How Frequently Our Customer Success Application Syncs Your Data

In a previous post, we looked at How We Built More Than 100 Customer Success-Integrations between Akita and apps like Hubspot, Salesforce, Intercom and Zendesk. We outlined our 3-step process for keeping data in sync: Schedule, Retrieve, and Process.

The Scheduler kicks everything off and is responsible for determining which data needs retrieving at any given time.

Note: Now might be a good time to re-read our previous post on How We Built More Than 100 Customer Success-Integrations for our Product!

Let’s look at a customer (ACME) who has connected their Salesforce account. We can sync many types of data (or Interaction Types) from Salesforce including:

  • Accounts
  • Contacts
  • Opportunities
  • Tasks
  • Notes
  • Users

By default, we sync each type of Salesforce data every 180 minutes. This may be overkill for “Users” (ie. new Salesforce licenses you might rarely add) but is useful for having timely access to new Accounts and Contacts in Akita.

We schedule the retrieval of each different Interaction Type for ACME (an Integration Object) separately. This simplified SQL statement allows us to select the Integration Objects that need syncing:

SELECT * FROM IntegrationObjects WHERE SyncedAt <= NOW() - INTERVAL ‘3 HOURS’;

The Scheduler runs every couple of minutes, finding any Integration Objects (ex. ACME’s > Salesforce > Accounts) that need syncing, creating a Retrieve Job and dispatching it to a queue. When the Retriever successfully executes the Retrieve Job, it will update the SyncedAt property to the current time.

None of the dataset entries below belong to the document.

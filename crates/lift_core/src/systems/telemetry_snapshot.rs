use bevy_ecs::prelude::{Entity, Query, Res, ResMut};

use crate::clock::SimulationClock;
use crate::ecs::Person;
use crate::elevator::Elevator;
use crate::telemetry::{
    ElevatorSnapshot, PersonSnapshot, SimCounts, SimSnapshot, SimSnapshotConfig, SimSnapshots,
};

pub fn capture_snapshot_system(
    clock: Res<SimulationClock>,
    config: Res<SimSnapshotConfig>,
    mut snapshots: ResMut<SimSnapshots>,
    person_query: Query<(Entity, &Person)>,
    elevator_query: Query<(Entity, &Elevator)>,
) {
    // Interval check is also done via schedule condition, but keep for safety
    let now = clock.now();
    let should_capture = match snapshots.last_snapshot_at {
        None => true,
        Some(last) => now.saturating_sub(last) >= config.interval_ms,
    };
    if !should_capture {
        return;
    }

    let mut counts = SimCounts::default();

    let mut persons = Vec::new();
    for (entity, person) in person_query.iter() {
        counts.add_person(person.state);
        persons.push(PersonSnapshot {
            entity,
            floor: person.location,
            state: person.state,
        });
    }

    let mut elevators = Vec::new();
    for (entity, elevator) in elevator_query.iter() {
        counts.add_elevator(elevator.direction(), elevator.doors_open());
        elevators.push(ElevatorSnapshot {
            entity,
            floor: elevator.location(),
            direction: elevator.direction(),
            doors_open: elevator.doors_open(),
            passenger_count: elevator.passengers().len(),
            stop_count: elevator.stops().len(),
        });
    }

    snapshots.last_snapshot_at = Some(now);
    snapshots.snapshots.push_back(SimSnapshot {
        timestamp_ms: now,
        counts,
        persons,
        elevators,
    });

    if snapshots.snapshots.len() > config.max_snapshots {
        snapshots.snapshots.pop_front();
    }
}

#[cfg(test)]
mod tests {
    use super::*;
    use bevy_ecs::prelude::{Schedule, World};

    use crate::building::Floor;
    use crate::ecs::PersonState;
    use crate::elevator::DEFAULT_CAPACITY;

    fn run_capture(world: &mut World) {
        let mut schedule = Schedule::default();
        schedule.add_systems(capture_snapshot_system);
        schedule.run(world);
    }

    #[test]
    fn captures_counts_and_per_entity_snapshots() {
        let mut world = World::new();
        world.insert_resource(SimulationClock::default());
        world.insert_resource(SimSnapshotConfig::default());
        world.insert_resource(SimSnapshots::default());

        world.spawn(Person {
            state: PersonState::Waiting,
            location: Floor::new(2),
        });
        let floors: Vec<Floor> = (1..=5).map(Floor::new).collect();
        world.spawn(Elevator::new(floors, DEFAULT_CAPACITY));

        run_capture(&mut world);

        let snapshots = world.resource::<SimSnapshots>();
        assert_eq!(snapshots.snapshots.len(), 1);
        let snapshot = &snapshots.snapshots[0];
        assert_eq!(snapshot.counts.persons_waiting, 1);
        assert_eq!(snapshot.counts.elevators_idle, 1);
        assert_eq!(snapshot.persons.len(), 1);
        assert_eq!(snapshot.elevators.len(), 1);
        assert_eq!(snapshot.elevators[0].floor, Floor::new(1));
    }

    #[test]
    fn respects_capture_interval() {
        let mut world = World::new();
        world.insert_resource(SimulationClock::default());
        world.insert_resource(SimSnapshotConfig {
            interval_ms: 1_000,
            max_snapshots: 10,
        });
        world.insert_resource(SimSnapshots::default());

        run_capture(&mut world);
        run_capture(&mut world);

        let snapshots = world.resource::<SimSnapshots>();
        assert_eq!(snapshots.snapshots.len(), 1);
        assert_eq!(snapshots.last_snapshot_at, Some(0));
    }

    #[test]
    fn drops_oldest_snapshot_beyond_the_cap() {
        let mut world = World::new();
        world.insert_resource(SimulationClock::default());
        world.insert_resource(SimSnapshotConfig {
            interval_ms: 0,
            max_snapshots: 2,
        });
        world.insert_resource(SimSnapshots::default());

        run_capture(&mut world);
        run_capture(&mut world);
        run_capture(&mut world);

        let snapshots = world.resource::<SimSnapshots>();
        assert_eq!(snapshots.snapshots.len(), 2);
    }
}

The Retriever doesn’t re-sync the entire dataset each time. It selects only those records that have changed since it last ran. Combined with our Scheduler logic, it creates a system where updates are quickly added to Akita without straining our system or those of our integration partners.

Easy peasy lemon squeazy.

But not really. There are some important edge cases.

The Initial Sync

We have to make sure we catch brand-new Integrations that have not yet synced, so we tweak our SELECT statement to also include any __ Integration Objects that have not yet been synced:


SELECT * FROM IntegrationObjects WHERE SyncedAt <= NOW() - INTERVAL ‘3 HOURS’ OR SyncedAt IS NULL;

This first sync is the costliest—it syncs all data at once. After the initial sync, each update is relatively easy.

Throttling

Akita uses messaging queues extensively (AWS SQS). On occasion, the job queue will be backed up. It is possible that a Retrieve job is queued but doesn’t run before the next evocation of the Scheduler. In this case, there could be duplicate retrieve jobs causing two syncs to run in parallel.

To avoid this, we use throttling to make sure we don’t dispatch the same Retrieve Job more than once in a given time period.

Flexibility

We can adjust the sync frequency of each individual Integration Object (ex. ACME’s Salesforce Tickets). That is we can sync Salesforce Accounts more frequently for customer A than for customer B. This is useful in two situations:


The customer absolutely MUST have their data synced more frequently

Every business is different. Some of our customers have legitimate requirements to have data available in close-to -real time. In these cases, we can adjust their settings to sync a specific Integration Objectmore frequently (by no means in-real-time but fairly frequently).

The customer’s entire dataset changes continuously (making every-3-hour syncs too costly)

Take an analytics tool that provides up-to-the-second statistics for every Account. It may show new results for every Account each time it is queried. Since each record was updated, each sync would require a full re-sync. If there were 100K or 1M Accounts, a full re-sync would mean a never-ending series of API calls.

In this case, we change “every three hours” to “once a day”. This reduces the strain on our servers and our integration partners but still keeps the data fresh enough for almost any Customer Success purpose (building Customer Health Scores, triggering Customer Success Playbooks, or refreshing a Customer Dashboard).